Re: [PATCH v4 1/5] getcpu_cache system call: cache CPU number of running thread
From: Mathieu Desnoyers
Date: Fri Feb 26 2016 - 15:24:27 EST
----- On Feb 26, 2016, at 1:01 PM, Thomas Gleixner tglx@xxxxxxxxxxxxx wrote:
> On Fri, 26 Feb 2016, Mathieu Desnoyers wrote:
>> ----- On Feb 26, 2016, at 11:29 AM, Thomas Gleixner tglx@xxxxxxxxxxxxx wrote:
>> > Right. There is no point in having two calls and two update mechanisms for a
>> > very similar purpose.
>> >
>> > So let userspace have one struct where cpu/seq and whatever is required for
>> > rseq is located and flag at register time which parts of the struct need to be
>> > updated.
>>
>> If we put both cpu/seq/other in that structure, why not plan ahead and make
>> it extensible then ?
>>
>> That looks very much like the "Thread-local ABI" series I posted last year.
>> See https://lkml.org/lkml/2015/12/22/464
>>
>> Here is why I ended up introducing the specialized "getcpu_cache" system call
>> rather than the "generic" system call (quote from the getcpu_cache changelog):
>>
>> Rationale for the getcpu_cache system call rather than the thread-local
>> ABI system call proposed earlier:
>>
>> Rather than doing a "generic" thread-local ABI, specialize this system
>> call for a cpu number cache only.
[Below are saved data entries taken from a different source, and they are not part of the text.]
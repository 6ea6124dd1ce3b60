#![allow(dead_code)]

use std::collections::{HashMap, VecDeque};
use std::sync::atomic::{AtomicUsize, Ordering};
use std::sync::Mutex;

use async_trait::async_trait;
use hubauth::api::ApiClientFactory;
use hubauth::auth::{AuthError, BrowserAuth};
use hubauth::config::{CredentialStore, StoreError, OAUTH_TOKEN_KEY};
use hubauth::login::{LoginEvent, LoginReporter};
use hubauth::prompt::{PromptError, Prompter};
use serde_json::json;
use wiremock::matchers::{method, path};
use wiremock::{Mock, MockServer, ResponseTemplate};

// ---------------------------------------------------------------------------
// Store
// ---------------------------------------------------------------------------

#[derive(Debug, Clone, PartialEq, Eq)]
pub enum StoreCall {
    Set {
        host: String,
        key: String,
        value: String,
    },
    Commit,
}

impl StoreCall {
    pub fn set(host: &str, key: &str, value: &str) -> Self {
        Self::Set {
            host: host.to_string(),
            key: key.to_string(),
            value: value.to_string(),
        }
    }
}

/// In-memory store that records every call and can refuse to commit.
#[derive(Default)]
pub struct RecordingStore {
    staged: Mutex<HashMap<(String, String), String>>,
    committed: Mutex<HashMap<(String, String), String>>,
    calls: Mutex<Vec<StoreCall>>,
    fail_commits: bool,
}

impl RecordingStore {
    pub fn new() -> Self {
        Self::default()
    }

    pub fn failing_commits() -> Self {
        Self {
            fail_commits: true,
            ..Self::default()
        }
    }

    pub fn calls(&self) -> Vec<StoreCall> {
        self.calls.lock().expect("store lock poisoned").clone()
    }

    pub fn committed(&self, host: &str, key: &str) -> Option<String> {
        self.committed
            .lock()
            .expect("store lock poisoned")
            .get(&(host.to_string(), key.to_string()))
            .cloned()
    }
}

impl CredentialStore for RecordingStore {
    fn get(&self, host: &str, key: &str) -> Result<Option<String>, StoreError> {
        Ok(self
            .staged
            .lock()
            .expect("store lock poisoned")
            .get(&(host.to_string(), key.to_string()))
            .cloned())
    }

    fn set(&self, host: &str, key: &str, value: &str) -> Result<(), StoreError> {
        self.calls
            .lock()
            .expect("store lock poisoned")
            .push(StoreCall::set(host, key, value));
        if host.trim().is_empty() {
            return Err(StoreError::InvalidHost(host.to_string()));
        }
        self.staged
            .lock()
            .expect("store lock poisoned")
            .insert((host.to_string(), key.to_string()), value.to_string());
        Ok(())
    }

    fn commit(&self) -> Result<(), StoreError> {
        self.calls
            .lock()
            .expect("store lock poisoned")
            .push(StoreCall::Commit);
        if self.fail_commits {
            return Err(StoreError::Io("disk full".to_string()));
        }
        let staged = self.staged.lock().expect("store lock poisoned").clone();
        *self.committed.lock().expect("store lock poisoned") = staged;
        Ok(())
    }
}

// ---------------------------------------------------------------------------
// Prompter
// ---------------------------------------------------------------------------

#[derive(Debug, Clone)]
pub enum Answer {
    Select(usize),
    Text(String),
    Cancel,
}

impl Answer {
    pub fn text(value: &str) -> Self {
        Self::Text(value.to_string())
    }
}

/// Replays canned answers in order and records each question asked.
#[derive(Default)]
pub struct ScriptedPrompter {
    answers: Mutex<VecDeque<Answer>>,
    asked: Mutex<Vec<String>>,
    required: Mutex<Vec<String>>,
}

impl ScriptedPrompter {
    pub fn new(answers: impl IntoIterator<Item = Answer>) -> Self {
        Self {
            answers: Mutex::new(answers.into_iter().collect()),
            asked: Mutex::new(Vec::new()),
            required: Mutex::new(Vec::new()),
        }
    }

    pub fn asked(&self) -> Vec<String> {
        self.asked.lock().expect("prompter lock poisoned").clone()
    }

    /// Text prompts that refused a blank answer, in order.
    pub fn required(&self) -> Vec<String> {
        self.required.lock().expect("prompter lock poisoned").clone()
    }

    pub fn remaining(&self) -> usize {
        self.answers.lock().expect("prompter lock poisoned").len()
    }

    fn next(&self, message: &str) -> Answer {
        self.asked
            .lock()
            .expect("prompter lock poisoned")
            .push(message.to_string());
        self.answers
            .lock()
            .expect("prompter lock poisoned")
            .pop_front()
            .unwrap_or_else(|| panic!("unexpected prompt: {message}"))
    }
}

impl Prompter for ScriptedPrompter {
    fn select(&self, message: &str, options: &[&str]) -> Result<usize, PromptError> {
        match self.next(message) {
            Answer::Select(index) => {
                assert!(index < options.len(), "{message}: no option {index} in {options:?}");
                Ok(index)
            }
            Answer::Cancel => Err(PromptError::Cancelled),
            other => panic!("{message}: expected a selection, scripted {other:?}"),
        }
    }

    fn input(&self, message: &str, required: bool) -> Result<String, PromptError> {
        if required {
            self.required
                .lock()
                .expect("prompter lock poisoned")
                .push(message.to_string());
        }
        match self.next(message) {
            Answer::Text(value) => Ok(value),
            Answer::Cancel => Err(PromptError::Cancelled),
            other => panic!("{message}: expected text, scripted {other:?}"),
        }
    }

    fn password(&self, message: &str, required: bool) -> Result<String, PromptError> {
        self.input(message, required)
    }
}

// ---------------------------------------------------------------------------
// Browser flow
// ---------------------------------------------------------------------------

/// Browser flow that either commits a fixed token or fails.
pub struct FakeBrowser {
    token: Option<String>,
    calls: AtomicUsize,
}

impl FakeBrowser {
    pub fn granting(token: &str) -> Self {
        Self {
            token: Some(token.to_string()),
            calls: AtomicUsize::new(0),
        }
    }

    pub fn denying() -> Self {
        Self {
            token: None,
            calls: AtomicUsize::new(0),
        }
    }

    pub fn calls(&self) -> usize {
        self.calls.load(Ordering::SeqCst)
    }
}

#[async_trait]
impl BrowserAuth for FakeBrowser {
    async fn authenticate(
        &self,
        store: &dyn CredentialStore,
        hostname: &str,
    ) -> Result<(), AuthError> {
        self.calls.fetch_add(1, Ordering::SeqCst);
        match &self.token {
            Some(token) => {
                store.set(hostname, OAUTH_TOKEN_KEY, token)?;
                store.commit()?;
                Ok(())
            }
            None => Err(AuthError::AccessDenied),
        }
    }
}

// ---------------------------------------------------------------------------
// Reporter
// ---------------------------------------------------------------------------

#[derive(Default)]
pub struct RecordingReporter {
    pub events: Vec<LoginEvent>,
}

impl LoginReporter for RecordingReporter {
    fn report(&mut self, event: &LoginEvent) {
        self.events.push(event.clone());
    }
}

// ---------------------------------------------------------------------------
// Remote host
// ---------------------------------------------------------------------------

pub fn factory_for(server: &MockServer) -> ApiClientFactory {
    ApiClientFactory::default().with_api_url(server.uri())
}

/// Serve `GET /user` with the given granted scopes and login.
pub async fn mount_user(server: &MockServer, scopes: &str, login: &str) {
    Mock::given(method("GET"))
        .and(path("/user"))
        .respond_with(
            ResponseTemplate::new(200)
                .insert_header("X-OAuth-Scopes", scopes)
                .set_body_json(json!({ "login": login, "id": 1 })),
        )
        .mount(server)
        .await;
}

pub async fn user_requests(server: &MockServer) -> usize {
    server
        .received_requests()
        .await
        .unwrap_or_default()
        .iter()
        .filter(|req| req.url.path() == "/user")
        .count()
}
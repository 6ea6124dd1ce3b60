//! hubauth CLI binary entry point.

use hubauth::cli::errors::format_login_error;
use hubauth::cli::{AuthCommands, Cli, Commands};
use hubauth::config::AppConfig;
use tracing_subscriber::EnvFilter;

#[tokio::main(flavor = "current_thread")]
async fn main() {
    let cli = Cli::parse_args();
    let config = AppConfig::from_env();
    init_tracing();

    let result = match cli.command {
        Commands::Auth(auth_args) => match auth_args.command {
            AuthCommands::Login(args) => hubauth::cli::auth::handle_login(&args, &config).await,
        },
    };

    if let Err(e) = result {
        let color = dialoguer::console::colors_enabled_stderr();
        eprintln!("{}", format_login_error(&e, color));
        std::process::exit(1);
    }
}

fn init_tracing() {
    tracing_subscriber::fmt()
        .with_env_filter(
            EnvFilter::try_from_env("HUBAUTH_LOG").unwrap_or_else(|_| EnvFilter::new("warn")),
        )
        .with_target(false)
        .with_writer(std::io::stderr)
        .init();
}
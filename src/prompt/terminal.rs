use dialoguer::console::Term;
use dialoguer::theme::ColorfulTheme;
use dialoguer::{Input, Password, Select};

use super::{PromptError, Prompter};

/// [`Prompter`] drawing on the diagnostic stream so stdout stays clean.
pub struct TerminalPrompter {
    term: Term,
    theme: ColorfulTheme,
}

impl Default for TerminalPrompter {
    fn default() -> Self {
        Self::new()
    }
}

impl TerminalPrompter {
    pub fn new() -> Self {
        Self {
            term: Term::stderr(),
            theme: ColorfulTheme::default(),
        }
    }
}

impl Prompter for TerminalPrompter {
    fn select(&self, message: &str, options: &[&str]) -> Result<usize, PromptError> {
        Select::with_theme(&self.theme)
            .with_prompt(message)
            .items(options)
            .default(0)
            .interact_on_opt(&self.term)
            .map_err(map_dialoguer)?
            .ok_or(PromptError::Cancelled)
    }

    fn input(&self, message: &str, required: bool) -> Result<String, PromptError> {
        let answer: String = Input::with_theme(&self.theme)
            .with_prompt(message)
            .allow_empty(!required)
            .validate_with(|value: &String| require_text(required, value))
            .interact_text_on(&self.term)
            .map_err(map_dialoguer)?;
        Ok(answer.trim().to_string())
    }

    fn password(&self, message: &str, required: bool) -> Result<String, PromptError> {
        let answer = Password::with_theme(&self.theme)
            .with_prompt(message)
            .allow_empty_password(!required)
            .validate_with(|value: &String| require_text(required, value))
            .interact_on(&self.term)
            .map_err(map_dialoguer)?;
        Ok(answer.trim().to_string())
    }
}

/// Blank answers, whitespace included, are refused for required prompts.
fn require_text(required: bool, value: &str) -> Result<(), &'static str> {
    if required && value.trim().is_empty() {
        Err("a value is required")
    } else {
        Ok(())
    }
}

fn map_dialoguer(error: dialoguer::Error) -> PromptError {
    match error {
        dialoguer::Error::IO(err) => err.into(),
        #[allow(unreachable_patterns)]
        other => PromptError::Io(other.to_string()),
    }
}
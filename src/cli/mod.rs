//! CLI entry point for hubauth.

pub mod auth;
pub mod errors;

use clap::{Parser, Subcommand};

/// hubauth CLI
#[derive(Parser, Debug)]
#[command(name = "hubauth", version, about = "Authenticate with GitHub hosts")]
pub struct Cli {
    #[command(subcommand)]
    pub command: Commands,
}

/// Top-level CLI commands.
#[derive(Subcommand, Debug)]
pub enum Commands {
    /// Authentication management
    Auth(AuthArgs),
}

/// Arguments for the `auth` subcommand group.
#[derive(Parser, Debug)]
pub struct AuthArgs {
    #[command(subcommand)]
    pub command: AuthCommands,
}

/// Auth subcommands.
#[derive(Subcommand, Debug)]
pub enum AuthCommands {
    /// Authenticate with a GitHub host
    #[command(
        long_about = "Authenticate with a GitHub host.\n\n\
            This interactive command initializes your authentication state either by helping \
            you log into GitHub via browser-based OAuth or by accepting a Personal Access Token.\n\n\
            The interactivity can be avoided by specifying --with-token and passing a token on \
            standard input.",
        after_help = "Examples:\n  \
            $ hubauth auth login\n  \
            # => do an interactive setup\n\n  \
            $ hubauth auth login --with-token < mytoken.txt\n  \
            # => read token from mytoken.txt and authenticate against github.com\n\n  \
            $ hubauth auth login --hostname enterprise.internal --with-token < mytoken.txt\n  \
            # => read token from mytoken.txt and authenticate against a GitHub Enterprise instance"
    )]
    Login(LoginArgs),
}

/// Arguments for `hubauth auth login`.
#[derive(Parser, Debug, Clone, Default)]
pub struct LoginArgs {
    /// The hostname of the GitHub instance to authenticate with
    #[arg(long)]
    pub hostname: Option<String>,

    /// Read the token from standard input
    #[arg(long)]
    pub with_token: bool,
}

impl Cli {
    /// Parse CLI arguments.
    pub fn parse_args() -> Self {
        Self::parse()
    }
}
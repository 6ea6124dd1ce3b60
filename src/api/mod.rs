//! Authenticated REST client for a GitHub host.

pub mod error;
pub mod scopes;
pub mod user;

pub use error::ApiError;
pub use scopes::{parse_scopes, ScopeCheck, SCOPES_HEADER};

use std::fmt;
use std::time::Duration;

use reqwest::header::{ACCEPT, AUTHORIZATION};
use serde::Deserialize;

use crate::config::{CredentialStore, OAUTH_TOKEN_KEY};

/// The public host; every other hostname is treated as an Enterprise server.
pub const DEFAULT_HOSTNAME: &str = "github.com";

const REQUEST_TIMEOUT: Duration = Duration::from_secs(30);

/// REST client bound to one host and one access token.
#[derive(Clone)]
pub struct ApiClient {
    http: reqwest::Client,
    base_url: String,
    token: String,
}

impl fmt::Debug for ApiClient {
    fn fmt(&self, f: &mut fmt::Formatter<'_>) -> fmt::Result {
        f.debug_struct("ApiClient")
            .field("base_url", &self.base_url)
            .field("token", &"..")
            .finish()
    }
}

impl ApiClient {
    pub fn new(http: reqwest::Client, base_url: impl Into<String>, token: impl Into<String>) -> Self {
        let mut base_url = base_url.into();
        if !base_url.ends_with('/') {
            base_url.push('/');
        }
        Self {
            http,
            base_url,
            token: token.into(),
        }
    }

    pub fn base_url(&self) -> &str {
        &self.base_url
    }

    /// Authenticated GET; non-2xx responses become [`ApiError::Status`].
    pub(crate) async fn get(&self, path: &str) -> Result<reqwest::Response, ApiError> {
        let url = format!("{}{}", self.base_url, path.trim_start_matches('/'));
        tracing::debug!(%url, "api request");
        let resp = self
            .http
            .get(&url)
            .header(AUTHORIZATION, format!("token {}", self.token))
            .header(ACCEPT, "application/vnd.github+json")
            .send()
            .await?;
        if resp.status().is_success() {
            return Ok(resp);
        }
        let status = resp.status().as_u16();
        let body = resp.text().await.unwrap_or_default();
        Err(ApiError::Status {
            status,
            message: error_message(&body),
        })
    }
}

/// Builds [`ApiClient`]s from the credential currently held in a store.
#[derive(Debug, Clone)]
pub struct ApiClientFactory {
    http: reqwest::Client,
    api_url: Option<String>,
}

impl ApiClientFactory {
    pub fn new() -> Result<Self, ApiError> {
        let http = reqwest::Client::builder()
            .timeout(REQUEST_TIMEOUT)
            .user_agent(user_agent())
            .build()?;
        Ok(Self::with_http(http))
    }

    pub fn with_http(http: reqwest::Client) -> Self {
        Self { http, api_url: None }
    }

    /// The shared HTTP client every built [`ApiClient`] uses.
    pub fn http(&self) -> &reqwest::Client {
        &self.http
    }

    /// Send every request to `url` regardless of hostname.
    pub fn with_api_url(mut self, url: impl Into<String>) -> Self {
        self.api_url = Some(url.into());
        self
    }

    pub fn api_base(&self, hostname: &str) -> String {
        match &self.api_url {
            Some(url) => url.clone(),
            None => api_base_for(hostname),
        }
    }

    /// Read the committed token for `hostname` and bind a client to it.
    pub fn build(
        &self,
        store: &dyn CredentialStore,
        hostname: &str,
    ) -> Result<ApiClient, ApiError> {
        let token = store
            .get(hostname, OAUTH_TOKEN_KEY)?
            .ok_or_else(|| ApiError::MissingToken {
                hostname: hostname.to_string(),
            })?;
        Ok(ApiClient::new(
            self.http.clone(),
            self.api_base(hostname),
            token,
        ))
    }
}

/// REST base URL for a host.
pub fn api_base_for(hostname: &str) -> String {
    if hostname.eq_ignore_ascii_case(DEFAULT_HOSTNAME) {
        "https://api.github.com/".to_string()
    } else {
        format!("https://{}/api/v3/", hostname.to_ascii_lowercase())
    }
}

fn user_agent() -> String {
    format!("hubauth/{}", env!("CARGO_PKG_VERSION"))
}

fn error_message(body: &str) -> String {
    #[derive(Deserialize)]
    struct ErrorBody {
        message: String,
    }
    match serde_json::from_str::<ErrorBody>(body) {
        Ok(parsed) => parsed.message,
        Err(_) if body.trim().is_empty() => "empty response body".to_string(),
        Err(_) => body.trim().to_string(),
    }
}

impl Default for ApiClientFactory {
    fn default() -> Self {
        Self::with_http(reqwest::Client::new())
    }
}
use std::time::Duration as StdDuration;

use async_trait::async_trait;
use chrono::{DateTime, TimeDelta, Utc};
use dialoguer::console::style;
use serde::Deserialize;

use super::error::AuthError;
use super::BrowserAuth;
use crate::config::{CredentialStore, OAUTH_TOKEN_KEY};

/// Device-code session details returned by the host.
#[derive(Debug, Clone)]
pub struct DeviceCodeSession {
    pub hostname: String,
    pub verification_url: String,
    pub user_code: String,
    pub device_code: String,
    pub interval_secs: u64,
    pub expires_at: DateTime<Utc>,
}

/// Polling outcome for a device-code session.
#[derive(Debug, Clone, PartialEq, Eq)]
pub enum DeviceCodePoll {
    Pending { interval_secs: u64 },
    SlowDown { interval_secs: u64 },
    Authorized { access_token: String },
    AccessDenied,
    Expired,
}

const REQUEST_TIMEOUT: StdDuration = StdDuration::from_secs(30);
const SLOW_DOWN_STEP_SECS: u64 = 5;

type Notifier = Box<dyn Fn(&DeviceCodeSession) + Send + Sync>;

/// OAuth device-code flow against `https://<host>/login/...`.
///
/// The operator is shown a one-time code, approves it in a browser, and
/// the resulting token is written to the store and committed.
///
/// # Example
/// ```no_run
/// use hubauth::auth::DeviceCodeFlow;
///
/// let flow = DeviceCodeFlow::new("178c6fc778ccc68e1d6a", &["repo", "read:org"]);
/// ```
pub struct DeviceCodeFlow {
    client: reqwest::Client,
    client_id: String,
    scopes: Vec<String>,
    oauth_base: Option<String>,
    open_browser: bool,
    notify: Notifier,
}

impl DeviceCodeFlow {
    pub fn new(client_id: impl Into<String>, scopes: &[&str]) -> Self {
        Self {
            client: default_http_client(),
            client_id: client_id.into(),
            scopes: scopes.iter().map(|s| s.to_string()).collect(),
            oauth_base: None,
            open_browser: cfg!(feature = "browser"),
            notify: Box::new(print_one_time_code),
        }
    }

    /// Send requests through `client` instead of the default one.
    pub fn with_http(mut self, client: reqwest::Client) -> Self {
        self.client = client;
        self
    }

    /// Talk to `url` instead of `https://<host>/`.
    pub fn with_oauth_base(mut self, url: impl Into<String>) -> Self {
        self.oauth_base = Some(url.into());
        self
    }

    pub fn with_open_browser(mut self, open: bool) -> Self {
        self.open_browser = open;
        self
    }

    /// Replace how the one-time code is shown to the operator.
    pub fn with_notifier(
        mut self,
        notify: impl Fn(&DeviceCodeSession) + Send + Sync + 'static,
    ) -> Self {
        self.notify = Box::new(notify);
        self
    }

    fn oauth_url(&self, hostname: &str, path: &str) -> String {
        let base = match &self.oauth_base {
            Some(base) => base.trim_end_matches('/').to_string(),
            None => format!("https://{hostname}"),
        };
        format!("{base}/{path}")
    }

    pub async fn start_device_code(&self, hostname: &str) -> Result<DeviceCodeSession, AuthError> {
        let scope = self.scopes.join(" ");
        let resp = self
            .client
            .post(self.oauth_url(hostname, "login/device/code"))
            .header("Accept", "application/json")
            .form(&[("client_id", self.client_id.as_str()), ("scope", scope.as_str())])
            .send()
            .await?;
        if !resp.status().is_success() {
            return Err(AuthError::InvalidResponse(format!(
                "Device code request failed with status {}",
                resp.status()
            )));
        }
        let payload: DeviceCodeResponse = resp.json().await?;
        let expires_at = i64::try_from(payload.expires_in)
            .ok()
            .and_then(TimeDelta::try_seconds)
            .and_then(|ttl| Utc::now().checked_add_signed(ttl))
            .ok_or_else(|| {
                AuthError::InvalidResponse(format!(
                    "Device code expires_in out of range: {}",
                    payload.expires_in
                ))
            })?;
        Ok(DeviceCodeSession {
            hostname: hostname.to_string(),
            verification_url: payload.verification_uri,
            user_code: payload.user_code,
            device_code: payload.device_code,
            interval_secs: payload.interval,
            expires_at,
        })
    }

    pub async fn poll_device_code(
        &self,
        session: &DeviceCodeSession,
    ) -> Result<DeviceCodePoll, AuthError> {
        if Utc::now() >= session.expires_at {
            return Ok(DeviceCodePoll::Expired);
        }
        let resp = self
            .client
            .post(self.oauth_url(&session.hostname, "login/oauth/access_token"))
            .header("Accept", "application/json")
            .form(&[
                ("client_id", self.client_id.as_str()),
                ("device_code", session.device_code.as_str()),
                ("grant_type", "urn:ietf:params:oauth:grant-type:device_code"),
            ])
            .send()
            .await?;
        if !resp.status().is_success() {
            return Err(AuthError::InvalidResponse(format!(
                "Device token request failed with status {}",
                resp.status()
            )));
        }
        let payload: DeviceTokenResponse = resp.json().await?;
        if let Some(access_token) = payload.access_token {
            return Ok(DeviceCodePoll::Authorized { access_token });
        }
        match payload.error.as_deref() {
            Some("authorization_pending") => Ok(DeviceCodePoll::Pending {
                interval_secs: session.interval_secs,
            }),
            Some("slow_down") => Ok(DeviceCodePoll::SlowDown {
                interval_secs: payload
                    .interval
                    .unwrap_or(session.interval_secs.saturating_add(SLOW_DOWN_STEP_SECS)),
            }),
            Some("expired_token") => Ok(DeviceCodePoll::Expired),
            Some("access_denied") => Ok(DeviceCodePoll::AccessDenied),
            Some(other) => Err(AuthError::InvalidResponse(format!(
                "Device code error: {other}"
            ))),
            None => Err(AuthError::InvalidResponse(
                "Device code response missing token and error".to_string(),
            )),
        }
    }
}

#[async_trait]
impl BrowserAuth for DeviceCodeFlow {
    async fn authenticate(
        &self,
        store: &dyn CredentialStore,
        hostname: &str,
    ) -> Result<(), AuthError> {
        let session = self.start_device_code(hostname).await?;
        (self.notify)(&session);
        if self.open_browser {
            open_in_browser(&session.verification_url);
        }

        let mut interval = session.interval_secs;
        loop {
            tokio::time::sleep(StdDuration::from_secs(interval)).await;
            match self.poll_device_code(&session).await? {
                DeviceCodePoll::Pending { .. } => continue,
                DeviceCodePoll::SlowDown { interval_secs } => interval = interval_secs,
                DeviceCodePoll::Authorized { access_token } => {
                    store.set(hostname, OAUTH_TOKEN_KEY, &access_token)?;
                    store.commit()?;
                    tracing::debug!(%hostname, "device flow authorized");
                    return Ok(());
                }
                DeviceCodePoll::AccessDenied => return Err(AuthError::AccessDenied),
                DeviceCodePoll::Expired => return Err(AuthError::Expired),
            }
        }
    }
}

fn default_http_client() -> reqwest::Client {
    reqwest::Client::builder()
        .timeout(REQUEST_TIMEOUT)
        .user_agent(concat!("hubauth/", env!("CARGO_PKG_VERSION")))
        .build()
        .unwrap_or_default()
}

fn print_one_time_code(session: &DeviceCodeSession) {
    eprintln!(
        "{} First copy your one-time code: {}",
        style("!").yellow(),
        style(&session.user_code).bold()
    );
    eprintln!(
        "- Open {} in your browser to authorize",
        style(&session.verification_url).bold()
    );
}

#[cfg(feature = "browser")]
fn open_in_browser(url: &str) {
    if let Err(err) = webbrowser::open(url) {
        tracing::warn!(error = %err, "could not open browser");
    }
}

#[cfg(not(feature = "browser"))]
fn open_in_browser(_url: &str) {}

#[derive(Debug, Deserialize)]
struct DeviceCodeResponse {
    device_code: String,
    user_code: String,
    verification_uri: String,
    expires_in: u64,
    interval: u64,
}

#[derive(Debug, Deserialize)]
struct DeviceTokenResponse {
    access_token: Option<String>,
    error: Option<String>,
    interval: Option<u64>,
}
Anyway, the thread-local ABI approach
>> would have required that we introduce "feature" flags, which would have
>> ended up reimplementing multiplexing of features on top of a system
>> call. It seems better to introduce one system call per feature instead.
>>
>> If everyone end up preferring that we introduce a system call that implements
>> many features at once, that's indeed something we can do, but I remember
>> being told in the past that this is generally a bad idea.
>
> It's a bad idea if you mix stuff which does not belong together, but if you
> have stuff which shares a substantial amount of things then it makes a lot of
> sense. Especially if it adds similar stuff into hotpathes.
>
>> For one thing, it would make the interface more cumbersome to deal with
>> from user-space in terms of feature detection: if we want to make this
>> interface extensible, in addition to check -1, errno=ENOSYS, userspace
>> would have to deal with a field containing the length of the structure
>> as expected by user-space and kernel, and feature flags to see the common
>> set of features supported by kernel and user-space.
>>
>> Having one system call per feature seems simpler to handle in terms of
>> feature availability detection from a userspace point of view.
>
> That might well be, but that does not justify two fastpath updates, two
> seperate pointers to handle, etc ....
Keeping two separate pointers in the task_struct rather than a single one
might indeed be unwelcome, but I'm not sure I fully grasp the fast path
argument in this case: getcpu_cache only sets a notifier thread flag
on thread migration, whereas AFAIU rseq adds code to context switch and signal
delivery, which are prone to have a higher impact.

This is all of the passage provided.